- [WHAT TO WORK ON] One number is all that is asked for: the number of lines below that hold the string "delta".

- [Records contained in a dataset]
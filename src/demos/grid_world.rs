//! Tabular Q-learning on a fixed walled maze.
//!
//! # Governing Equation
//!
//! ```text
//! Q(s,a) ← (1 − α)·Q(s,a) + α·(r + γ·maxₐ' Q(s',a'))
//! ```
//!
//! # Maze
//!
//! ```text
//!   x: 0 1 2 3 4 5 6 7
//! y=0  # # # # # # # #
//! y=1  # S . . . . . #
//! y=2  # . . # . . . #
//! y=3  # . . # . . . #
//! y=4  # . . # # # # #
//! y=5  # . . # . . . #
//! y=6  # . . . . . G #
//! y=7  # # # # # # # #
//! ```
//!
//! A move into a wall or off the grid is a bump: the agent stays put, but
//! the chosen action's Q-value is still updated with `s' = s`. Reaching the
//! goal ends the episode and sends the agent back to the start.

use serde::{Deserialize, Serialize};
use validator::{Validate, ValidationError};

use super::engine::{require_finite, DemoEngine};
use crate::engine::rng::SimRng;

/// Side length of the maze.
pub const GRID_SIZE: usize = 8;
/// Start cell.
pub const START: [usize; 2] = [1, 1];
/// Goal cell.
pub const GOAL: [usize; 2] = [GRID_SIZE - 2, GRID_SIZE - 2];
/// Reward for entering the goal.
pub const GOAL_REWARD: f64 = 10.0;
/// Reward for every other move, bumps included.
pub const STEP_REWARD: f64 = -0.1;

/// Cardinal moves. Declaration order is the greedy tie-break order.
#[derive(Debug, Clone, Copy, PartialEq, Eq, Hash, Serialize, Deserialize)]
#[serde(rename_all = "lowercase")]
pub enum Action {
    /// y − 1.
    Up,
    /// y + 1.
    Down,
    /// x − 1.
    Left,
    /// x + 1.
    Right,
}

impl Action {
    /// All actions in tie-break order.
    pub const ALL: [Self; 4] = [Self::Up, Self::Down, Self::Left, Self::Right];

    /// Grid offset `(dx, dy)`.
    #[must_use]
    pub const fn delta(self) -> (isize, isize) {
        match self {
            Self::Up => (0, -1),
            Self::Down => (0, 1),
            Self::Left => (-1, 0),
            Self::Right => (1, 0),
        }
    }

    /// Arrow glyph for policy overlays.
    #[must_use]
    pub const fn arrow(self) -> char {
        match self {
            Self::Up => '↑',
            Self::Down => '↓',
            Self::Left => '←',
            Self::Right => '→',
        }
    }
}

/// Q-values of one cell, keyed by action.
#[derive(Debug, Clone, Copy, PartialEq, Default, Serialize, Deserialize)]
pub struct QValues {
    /// Q(s, up).
    pub up: f64,
    /// Q(s, down).
    pub down: f64,
    /// Q(s, left).
    pub left: f64,
    /// Q(s, right).
    pub right: f64,
}

impl QValues {
    /// Value for `action`.
    #[must_use]
    pub const fn get(&self, action: Action) -> f64 {
        match action {
            Action::Up => self.up,
            Action::Down => self.down,
            Action::Left => self.left,
            Action::Right => self.right,
        }
    }

    /// Overwrite the value for `action`.
    pub fn set(&mut self, action: Action, value: f64) {
        match action {
            Action::Up => self.up = value,
            Action::Down => self.down = value,
            Action::Left => self.left = value,
            Action::Right => self.right = value,
        }
    }

    /// Highest value.
    #[must_use]
    pub fn max(&self) -> f64 {
        self.up.max(self.down).max(self.left).max(self.right)
    }

    /// Highest-valued action; the first in `Action::ALL` wins ties.
    #[must_use]
    pub fn best_action(&self) -> Action {
        let mut best = Action::Up;
        for action in Action::ALL {
            if self.get(action) > self.get(best) {
                best = action;
            }
        }
        best
    }
}

/// One maze cell.
#[derive(Debug, Clone, Copy, PartialEq, Serialize, Deserialize)]
pub struct GridCell {
    /// Column.
    pub x: usize,
    /// Row.
    pub y: usize,
    /// Impassable.
    pub is_wall: bool,
    /// Terminal cell.
    pub is_goal: bool,
    /// Learned action values.
    pub q_values: QValues,
}

/// Maze layout plus Q-table, stored row-major.
#[derive(Debug, Clone, PartialEq, Serialize, Deserialize)]
pub struct Grid {
    cells: Vec<GridCell>,
}

impl Default for Grid {
    fn default() -> Self {
        Self::new()
    }
}

impl Grid {
    /// Build the fixed maze with a zeroed Q-table.
    #[must_use]
    pub fn new() -> Self {
        let n = GRID_SIZE;
        let mut cells = Vec::with_capacity(n * n);
        for y in 0..n {
            for x in 0..n {
                let is_wall = x == 0
                    || x == n - 1
                    || y == 0
                    || y == n - 1
                    || (x == 3 && y > 1 && y < 6)
                    || (y == 4 && x > 3 && x < 7);
                cells.push(GridCell {
                    x,
                    y,
                    is_wall,
                    is_goal: [x, y] == GOAL,
                    q_values: QValues::default(),
                });
            }
        }
        Self { cells }
    }

    /// All cells, row-major.
    #[must_use]
    pub fn cells(&self) -> &[GridCell] {
        &self.cells
    }

    /// Cell at `(x, y)`, if in bounds.
    #[must_use]
    pub fn cell(&self, x: usize, y: usize) -> Option<&GridCell> {
        if x < GRID_SIZE && y < GRID_SIZE {
            self.cells.get(y * GRID_SIZE + x)
        } else {
            None
        }
    }

    fn cell_mut(&mut self, x: usize, y: usize) -> Option<&mut GridCell> {
        if x < GRID_SIZE && y < GRID_SIZE {
            self.cells.get_mut(y * GRID_SIZE + x)
        } else {
            None
        }
    }

    /// Whether `(x, y)` is in bounds and not a wall.
    #[must_use]
    pub fn is_open(&self, x: usize, y: usize) -> bool {
        self.cell(x, y).is_some_and(|c| !c.is_wall)
    }

    /// Whether `(x, y)` is the goal.
    #[must_use]
    pub fn is_goal(&self, x: usize, y: usize) -> bool {
        self.cell(x, y).is_some_and(|c| c.is_goal)
    }

    /// Cell reached by `action` from `(x, y)`, or `None` on a bump.
    #[must_use]
    pub fn target(&self, x: usize, y: usize, action: Action) -> Option<[usize; 2]> {
        let (dx, dy) = action.delta();
        let nx = x.checked_add_signed(dx)?;
        let ny = y.checked_add_signed(dy)?;
        self.is_open(nx, ny).then_some([nx, ny])
    }

    /// Q-values at `(x, y)`; zero for out-of-bounds lookups.
    #[must_use]
    pub fn q_values(&self, x: usize, y: usize) -> QValues {
        self.cell(x, y).map(|c| c.q_values).unwrap_or_default()
    }
}

fn default_learning_rate() -> f64 {
    0.1
}

fn default_epsilon() -> f64 {
    0.3
}

fn default_decay() -> f64 {
    1.0
}

fn default_discount() -> f64 {
    0.9
}

fn default_seed() -> u64 {
    42
}

/// Grid world configuration.
#[derive(Debug, Clone, Serialize, Deserialize, Validate)]
#[validate(schema(function = "validate_grid_world_config"))]
pub struct GridWorldConfig {
    /// Learning rate α.
    #[validate(range(min = 0.0, max = 1.0))]
    #[serde(default = "default_learning_rate")]
    pub learning_rate: f64,
    /// Exploration probability ε.
    #[validate(range(min = 0.0, max = 1.0))]
    #[serde(default = "default_epsilon")]
    pub epsilon: f64,
    /// Multiplier applied to ε after each finished episode.
    #[validate(range(min = 0.0, max = 1.0))]
    #[serde(default = "default_decay")]
    pub epsilon_decay: f64,
    /// Floor for decayed ε.
    #[validate(range(min = 0.0, max = 1.0))]
    #[serde(default)]
    pub min_epsilon: f64,
    /// Discount γ.
    #[validate(range(min = 0.0, max = 1.0))]
    #[serde(default = "default_discount")]
    pub discount: f64,
    /// RNG seed for exploration.
    #[serde(default = "default_seed")]
    pub seed: u64,
}

fn validate_grid_world_config(config: &GridWorldConfig) -> Result<(), ValidationError> {
    require_finite(&[
        ("learning_rate", config.learning_rate),
        ("epsilon", config.epsilon),
        ("epsilon_decay", config.epsilon_decay),
        ("min_epsilon", config.min_epsilon),
        ("discount", config.discount),
    ])?;
    if config.min_epsilon > config.epsilon {
        let mut err = ValidationError::new("min_epsilon_above_epsilon");
        err.message = Some(
            format!(
                "min_epsilon ({}) exceeds epsilon ({})",
                config.min_epsilon, config.epsilon
            )
            .into(),
        );
        return Err(err);
    }
    Ok(())
}

impl Default for GridWorldConfig {
    fn default() -> Self {
        Self {
            learning_rate: default_learning_rate(),
            epsilon: default_epsilon(),
            epsilon_decay: default_decay(),
            min_epsilon: 0.0,
            discount: default_discount(),
            seed: default_seed(),
        }
    }
}

/// Grid world snapshot.
#[derive(Debug, Clone, PartialEq, Serialize, Deserialize)]
pub struct GridWorldState {
    /// Agent cell.
    pub agent: [usize; 2],
    /// Completed episodes.
    pub episode: u64,
    /// Steps in the current episode.
    pub episode_steps: u64,
    /// Reward accumulated across the whole run.
    pub total_reward: f64,
    /// Current exploration probability.
    pub epsilon: f64,
    /// Maze with Q-values.
    pub grid: Grid,
}

/// Step result.
#[derive(Debug, Clone, Copy, PartialEq)]
pub struct GridStepResult {
    /// Action taken; `None` when no move was available.
    pub action: Option<Action>,
    /// Reward received.
    pub reward: f64,
    /// The move hit a wall or the edge.
    pub bumped: bool,
    /// The move entered the goal.
    pub reached_goal: bool,
}

/// Greedy walk from the start, without learning.
#[derive(Debug, Clone, PartialEq, Eq, Serialize, Deserialize)]
pub struct Rollout {
    /// Visited cells, start first.
    pub path: Vec<[usize; 2]>,
    /// The walk ended on a bump.
    pub bumped: bool,
    /// The walk ended on the goal.
    pub reached_goal: bool,
}

/// Q-learning agent.
#[derive(Debug, Clone)]
pub struct GridWorldAgent {
    config: GridWorldConfig,
    grid: Grid,
    agent: [usize; 2],
    episode: u64,
    episode_steps: u64,
    total_reward: f64,
    epsilon: f64,
    rng: SimRng,
    step_count: u64,
    seed: u64,
}

impl GridWorldAgent {
    /// Current agent cell.
    #[must_use]
    pub const fn agent(&self) -> [usize; 2] {
        self.agent
    }

    /// The maze and Q-table.
    #[must_use]
    pub const fn grid(&self) -> &Grid {
        &self.grid
    }

    /// Completed episodes.
    #[must_use]
    pub const fn episode(&self) -> u64 {
        self.episode
    }

    /// Current exploration probability.
    #[must_use]
    pub const fn epsilon(&self) -> f64 {
        self.epsilon
    }

    /// Set ε (clamped to [0, 1]); also becomes the reset value.
    pub fn set_epsilon(&mut self, epsilon: f64) {
        if epsilon.is_finite() {
            self.epsilon = epsilon.clamp(0.0, 1.0);
            self.config.epsilon = self.epsilon;
        }
    }

    /// Set α (clamped to [0, 1]).
    pub fn set_learning_rate(&mut self, learning_rate: f64) {
        if learning_rate.is_finite() {
            self.config.learning_rate = learning_rate.clamp(0.0, 1.0);
        }
    }

    /// Greedy action at `(x, y)`.
    #[must_use]
    pub fn greedy_action(&self, x: usize, y: usize) -> Action {
        self.grid.q_values(x, y).best_action()
    }

    /// Highest Q-value at `(x, y)`, for heatmaps.
    #[must_use]
    pub fn best_q_value(&self, x: usize, y: usize) -> f64 {
        self.grid.q_values(x, y).max()
    }

    /// Greedy action per cell, `[y][x]`; `None` for walls and the goal.
    #[must_use]
    pub fn policy(&self) -> Vec<Vec<Option<Action>>> {
        (0..GRID_SIZE)
            .map(|y| {
                (0..GRID_SIZE)
                    .map(|x| {
                        self.grid
                            .cell(x, y)
                            .filter(|c| !c.is_wall && !c.is_goal)
                            .map(|c| c.q_values.best_action())
                    })
                    .collect()
            })
            .collect()
    }

    /// Follow the greedy policy from the start for at most `max_steps`.
    #[must_use]
    pub fn greedy_rollout(&self, max_steps: usize) -> Rollout {
        let mut position = START;
        let mut rollout = Rollout {
            path: vec![position],
            bumped: false,
            reached_goal: false,
        };

        for _ in 0..max_steps {
            let action = self.greedy_action(position[0], position[1]);
            let Some(next) = self.grid.target(position[0], position[1], action) else {
                rollout.bumped = true;
                break;
            };
            position = next;
            rollout.path.push(position);
            if self.grid.is_goal(position[0], position[1]) {
                rollout.reached_goal = true;
                break;
            }
        }

        rollout
    }

    fn choose_action(&mut self) -> Option<Action> {
        let [x, y] = self.agent;
        if self.rng.gen_bool(self.epsilon) {
            let valid: Vec<Action> = Action::ALL
                .into_iter()
                .filter(|a| self.grid.target(x, y, *a).is_some())
                .collect();
            let idx = self.rng.gen_index(valid.len())?;
            valid.get(idx).copied()
        } else {
            Some(self.greedy_action(x, y))
        }
    }

    fn finish_episode(&mut self) {
        self.episode += 1;
        self.agent = START;
        self.episode_steps = 0;
        self.epsilon = (self.epsilon * self.config.epsilon_decay).max(self.config.min_epsilon);
        tracing::debug!(
            episode = self.episode,
            total_reward = self.total_reward,
            epsilon = self.epsilon,
            "episode finished"
        );
    }
}
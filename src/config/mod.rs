//! Lab configuration with YAML schema and validation.
//!
//! One file configures every demo. Each engine section carries its own
//! `Default`, so a file only needs the keys it changes:
//!
//! ```yaml
//! schema_version: "1.0"
//! optimizer:
//!   objective: rosenbrock
//!   optimizer: adam
//!   learning_rate: 0.05
//! grid_world:
//!   epsilon: 0.2
//! ```
//!
//! Parsing rejects unknown top-level keys, then validates every section
//! through the same checks the engines' own `from_yaml` runs: field ranges,
//! finiteness of every float, and cross-field rules.

use serde::{Deserialize, Serialize};
use std::path::Path;
use validator::Validate;

use crate::demos::gradient_descent::{Objective, OptimizerConfig, OptimizerKind};
use crate::demos::grid_world::GridWorldConfig;
use crate::demos::particle_field::ParticleFieldConfig;
use crate::demos::regression::{LossKind, RegressionConfig};
use crate::engine::rng::SimRng;
use crate::error::LabResult;

/// Top-level lab configuration.
#[derive(Debug, Clone, Serialize, Deserialize, Validate)]
#[serde(deny_unknown_fields)]
pub struct LabConfig {
    /// Schema version for forward compatibility.
    #[validate(length(min = 1))]
    #[serde(default = "default_schema_version")]
    pub schema_version: String,

    /// Particle field section.
    #[validate(nested)]
    #[serde(default)]
    pub particles: ParticleFieldConfig,

    /// Gradient descent section.
    #[validate(nested)]
    #[serde(default)]
    pub optimizer: OptimizerConfig,

    /// Q-learning maze section.
    #[validate(nested)]
    #[serde(default)]
    pub grid_world: GridWorldConfig,

    /// Regression section.
    #[validate(nested)]
    #[serde(default)]
    pub regression: RegressionConfig,
}

fn default_schema_version() -> String {
    "1.0".to_string()
}

impl Default for LabConfig {
    fn default() -> Self {
        Self {
            schema_version: default_schema_version(),
            particles: ParticleFieldConfig::default(),
            optimizer: OptimizerConfig::default(),
            grid_world: GridWorldConfig::default(),
            regression: RegressionConfig::default(),
        }
    }
}

impl LabConfig {
    /// Load configuration from a YAML file.
    ///
    /// # Errors
    ///
    /// Returns error if:
    /// - File cannot be read
    /// - YAML parsing fails
    /// - Validation fails
    pub fn load<P: AsRef<Path>>(path: P) -> LabResult<Self> {
        let content = std::fs::read_to_string(path)?;
        Self::from_yaml(&content)
    }

    /// Parse configuration from YAML string.
    ///
    /// # Errors
    ///
    /// Returns error if parsing or validation fails.
    pub fn from_yaml(yaml: &str) -> LabResult<Self> {
        let config: Self = serde_yaml::from_str(yaml)?;
        config.validate()?;
        Ok(config)
    }

    /// Create a builder for configuration.
    #[must_use]
    pub fn builder() -> LabConfigBuilder {
        LabConfigBuilder::default()
    }

    /// Derive every engine seed from one master seed.
    ///
    /// Each engine draws from its own partitioned stream, so changing one
    /// engine's seed never shifts another's.
    pub fn reseed(&mut self, seed: u64) {
        let seeds: Vec<u64> = SimRng::new(seed)
            .partition(4)
            .into_iter()
            .map(|mut stream| stream.gen_u64())
            .collect();
        if let [particles, optimizer, grid_world, regression] = seeds[..] {
            self.particles.seed = particles;
            self.optimizer.seed = optimizer;
            self.grid_world.seed = grid_world;
            self.regression.seed = regression;
        }
    }
}

/// Configuration builder for programmatic construction.
#[derive(Debug, Default)]
pub struct LabConfigBuilder {
    seed: Option<u64>,
    particle_count: Option<usize>,
    objective: Option<Objective>,
    optimizer: Option<OptimizerKind>,
    loss: Option<LossKind>,
}

impl LabConfigBuilder {
    /// Set the master seed (see [`LabConfig::reseed`]).
    #[must_use]
    pub const fn seed(mut self, seed: u64) -> Self {
        self.seed = Some(seed);
        self
    }

    /// Set the particle count.
    #[must_use]
    pub const fn particle_count(mut self, count: usize) -> Self {
        self.particle_count = Some(count);
        self
    }

    /// Set the optimizer objective.
    #[must_use]
    pub const fn objective(mut self, objective: Objective) -> Self {
        self.objective = Some(objective);
        self
    }

    /// Set the optimizer update rule.
    #[must_use]
    pub const fn optimizer(mut self, optimizer: OptimizerKind) -> Self {
        self.optimizer = Some(optimizer);
        self
    }

    /// Set the reported regression loss.
    #[must_use]
    pub const fn loss(mut self, loss: LossKind) -> Self {
        self.loss = Some(loss);
        self
    }

    /// Build the configuration.
    #[must_use]
    pub fn build(self) -> LabConfig {
        let mut config = LabConfig::default();

        if let Some(seed) = self.seed {
            config.reseed(seed);
        }

        if let Some(count) = self.particle_count {
            config.particles.count = count;
        }

        if let Some(objective) = self.objective {
            config.optimizer.objective = objective;
        }

        if let Some(optimizer) = self.optimizer {
            config.optimizer.optimizer = optimizer;
        }

        if let Some(loss) = self.loss {
            config.regression.loss = loss;
        }

        config
    }
}

#[cfg(test)]
mod tests {
    use super::*;
    use crate::error::LabError;

    #[test]
    fn test_config_defaults() {
        let config = LabConfig::default();

        assert_eq!(config.schema_version, "1.0");
        assert_eq!(config.particles.count, 60);
        assert_eq!(config.optimizer.objective, Objective::Quadratic);
        assert!((config.grid_world.discount - 0.9).abs() < f64::EPSILON);
        assert_eq!(config.regression.dataset_size, 20);
        assert!(config.validate().is_ok());
    }

    #[test]
    fn test_config_builder() {
        let config = LabConfig::builder()
            .seed(12345)
            .particle_count(10)
            .objective(Objective::Himmelblau)
            .optimizer(OptimizerKind::Momentum)
            .loss(LossKind::Huber)
            .build();

        assert_eq!(config.particles.count, 10);
        assert_eq!(config.optimizer.objective, Objective::Himmelblau);
        assert_eq!(config.optimizer.optimizer, OptimizerKind::Momentum);
        assert_eq!(config.regression.loss, LossKind::Huber);
    }

    #[test]
    fn test_builder_seed_partitions_streams() {
        let a = LabConfig::builder().seed(7).build();
        let b = LabConfig::builder().seed(7).build();
        let c = LabConfig::builder().seed(8).build();

        assert_eq!(a.particles.seed, b.particles.seed);
        assert_eq!(a.regression.seed, b.regression.seed);
        assert_ne!(a.particles.seed, c.particles.seed);

        let seeds = [
            a.particles.seed,
            a.optimizer.seed,
            a.grid_world.seed,
            a.regression.seed,
        ];
        for (i, x) in seeds.iter().enumerate() {
            for y in &seeds[i + 1..] {
                assert_ne!(x, y);
            }
        }
    }

    #[test]
    fn test_config_yaml_parse() {
        let yaml = r"
schema_version: '1.0'
particles:
  count: 12
optimizer:
  objective: rosenbrock
  optimizer: adam
grid_world:
  epsilon: 0.2
regression:
  loss: cross-entropy
";
        let config = LabConfig::from_yaml(yaml);
        assert!(config.is_ok());

        let config = config.ok();
        assert_eq!(config.as_ref().map(|c| c.particles.count), Some(12));
        assert_eq!(
            config.as_ref().map(|c| c.optimizer.optimizer),
            Some(OptimizerKind::Adam)
        );
        assert_eq!(
            config.as_ref().map(|c| c.regression.loss),
            Some(LossKind::CrossEntropy)
        );
        // Untouched keys keep their defaults.
        assert_eq!(config.as_ref().map(|c| c.particles.max_degree), Some(3));
    }

    #[test]
    fn test_empty_yaml_is_default() {
        let config = LabConfig::from_yaml("{}");
        assert!(config.is_ok());
        assert_eq!(config.ok().map(|c| c.regression.dataset_size), Some(20));
    }

    #[test]
    fn test_unknown_key_rejected() {
        let result = LabConfig::from_yaml("renderer: webgl\n");
        assert!(matches!(result, Err(LabError::YamlParse(_))));
    }

    #[test]
    fn test_out_of_range_rejected() {
        let result = LabConfig::from_yaml("grid_world:\n  epsilon: 1.5\n");
        assert!(matches!(result, Err(LabError::Validation(_))));

        let result = LabConfig::from_yaml("optimizer:\n  learning_rate: 0.0\n");
        assert!(matches!(result, Err(LabError::Validation(_))));
    }

    #[test]
    fn test_non_finite_rejected_in_every_section() {
        for yaml in [
            "particles:\n  bound: .nan\n",
            "particles:\n  max_distance: .inf\n",
            "optimizer:\n  start_x: .nan\n",
            "grid_world:\n  learning_rate: .nan\n",
            "regression:\n  learning_rate: .nan\n",
        ] {
            let result = LabConfig::from_yaml(yaml);
            assert!(matches!(result, Err(LabError::Validation(_))), "{yaml}");
        }
    }

    #[test]
    fn test_min_epsilon_above_epsilon_rejected() {
        let result = LabConfig::from_yaml("grid_world:\n  epsilon: 0.1\n  min_epsilon: 0.5\n");
        assert!(result.as_ref().is_err_and(LabError::is_config_error));
    }

    #[test]
    fn test_load_missing_file() {
        let result = LabConfig::load("/nonexistent/labsim.yaml");
        assert!(matches!(result, Err(LabError::Io(_))));
    }

    #[test]
    fn test_yaml_roundtrip() {
        let config = LabConfig::builder().seed(3).build();
        let yaml = serde_yaml::to_string(&config);
        assert!(yaml.is_ok());
        let parsed = yaml.ok().map(|y| LabConfig::from_yaml(&y));
        let parsed = parsed.and_then(Result::ok);
        assert_eq!(
            parsed.as_ref().map(|c| c.grid_world.seed),
            Some(config.grid_world.seed)
        );
    }
}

- [RESULT] 2